Mad 'Max'? The Paradox of the Murdered Brooklyn Hasid

How does one reconcile Menachem Stark's image as a philanthropist in the Satmar community with that of an exploitative slumlord?

NEW YORK – The paradox of Menachem “Max” Stark became clear the moment he first article about the brutal murder of the Satmar father of seven and real estate investor was published. “Who didn’t want him dead?” screamed the New York Post front-page headline, touting an article alleging that the 39-year-old Hasid was a slumlord with a list of enemies “a mile long.” Yet at his funeral on bitter-cold Saturday night, attended by some 1,000 people standing on the streets of Williamsburg, Brooklyn, Stark was lauded as a pillar of his community.

How can Stark’s two faces — on the one hand a wealthy philanthropist in his community, but on the other an alleged exploiter when it came to business dealings outside of it — be reconciled? Should people compare Stark to crime-syndicate bosses, like the Jewish gangsters portrayed in the book, “But He Was Good To His Mother” ?

People in Williamsburg have been unequivocal. The Post headline was “pure anti-Semitism,” said Sarah Teitelbaum, a Satmar housewife who asked that her real name not be used. “He was a big ba'al tzedaka (giver of charity). Everybody only has good to say about him.” Leaders of the Hasidic sect as well as Brooklyn politicians condemned the headline.

Security footage showed Stark being attacked and pushed into a van late last Thursday night. His burned body was discovered Friday in a gas-station dumpster. New York City police have thus far not identified any suspects.

Subsequent accounts have detailed some of the financial and legal troubles Stark faced. With a partner he owned dozens of rental buildings with roughly 1,000 apartments in trendy Brooklyn neighborhoods including Williamsburg and Greenpoint. He had not paid tens of thousands of dollars in fines levied by the city for rental properties in severe disrepair, according to the Post, which also cited anonymous sources saying that Stark was desperately seeking loans from business associates the day he was abducted.

Stark’s business troubles date back at least a few years. The real estate trade paper The Real Deal reported in 2011 that he and a business partner had been sued for $51 million for defaulting on five separate loans. On the consumer review website Yelp, one tenant wrote that he lived in a building owned by Stark for five years and “the plumbing was a nightmare. The first-floor was overrun with big-ass rats. Electricity would randomly be shut off for days at a time.” Another poster wrote, “Think of every terrible stereotype and characterization you can possibly imagine when the phrase ‘New York City slumlords’ enters your head.”

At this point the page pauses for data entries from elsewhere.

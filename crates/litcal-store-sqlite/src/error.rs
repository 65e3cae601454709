//! Error type for `litcal-store-sqlite`.

use thiserror::Error;

#[derive(Debug, Error)]
pub enum Error {
  #[error("core error: {0}")]
  Core(#[from] litcal_core::Error),

  #[error("database error: {0}")]
  Database(#[from] tokio_rusqlite::Error),

  #[error("json error: {0}")]
  Json(#[from] serde_json::Error),

  #[error("date/time parse error: {0}")]
  DateParse(String),

  #[error("event not found: {0}")]
  EventNotFound(i64),

  #[error("reference not found: {0}")]
  ReferenceNotFound(i64),

  /// A reference was attached to an event that does not exist.
  #[error("event {0} does not exist")]
  UnknownEvent(i64),
}

impl From<Error> for litcal_core::Error {
  fn from(e: Error) -> Self {
    match e {
      Error::Core(inner) => inner,
      Error::EventNotFound(id) => Self::EventNotFound(id),
      Error::ReferenceNotFound(id) => Self::ReferenceNotFound(id),
      Error::UnknownEvent(id) => {
        Self::Validation(format!("event {id} does not exist"))
      }
      other => Self::Store(Box::new(other)),
    }
  }
}

pub type Result<T, E = Error> = std::result::Result<T, E>;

Also in 2011, Stark was arrested by undercover cops and charged with assaulting a woman on a Manhattan subway, according to The New York Daily News. After the charges were dropped Stark filed a lawsuit against the city and later received “a payout” when he settled out of court.

Sources say that in fact there is no contradiction between the role Stark played in his Satmar community of Williamsburg, and how some tenants and legal documents say he behaved outside it.

“What you do to the goyim is not the same as what you do to Jews,” said Samuel Heilman, an expert on Hasidic communities like Satmar. Heilman, author of “Defenders of the Faith: Inside Ultra-Orthodox Jewry” and a distinguished professor of sociology at Queens College, is currently at work on a book about succession battles in Hasidic courts.

That attitude stems from days when Jews were actively persecuted, he said. “Part of the collective mind-set in the crucible of history when this part of Jewry was formed, the outside world was filled with anti-Semitism and persecutors. The whole understanding of that was that you need to keep a distance from them, that they are a different level of human being,” Heilman told Haaretz.

According to Samuel Katz, who was brought up as a Satmar but later became secular, boys in the community are taught that non-Jews aren’t quite human. Speaking from Berlin, where he is doing biomedical research on a Fulbright fellowship, Katz explained that growing up in such a community, “you don’t see commonality with people who aren’t Jewish. There is a completely different taxonomy of people. There are Jews and then there are non-Jews, who don’t have souls.”

When the messiah comes, “every boy is taught that the bad goyim will be killed and the good gentiles will have the privilege of serving us, of being our slaves," he told Haaretz. "The way Stark dealt with tenants is part of that world view… It’s not taking advantage of them, [rather] that is the world order you’re taught to expect.”

“It informs your moral compass. Like all good people Stark was benevolent and generous to the people who he saw were like himself,” but not to other people, added Katz. “There’s an empathy 'blind spot' that imbues the Haredi outlook.”

But, Katz said he also finds some of the press coverage of Stark’s murder distressing. “The ‘other-ing’ of Hasidim is as abominable as what the Hasidim do to other people. We shouldn’t ‘other’ other people. No one should.”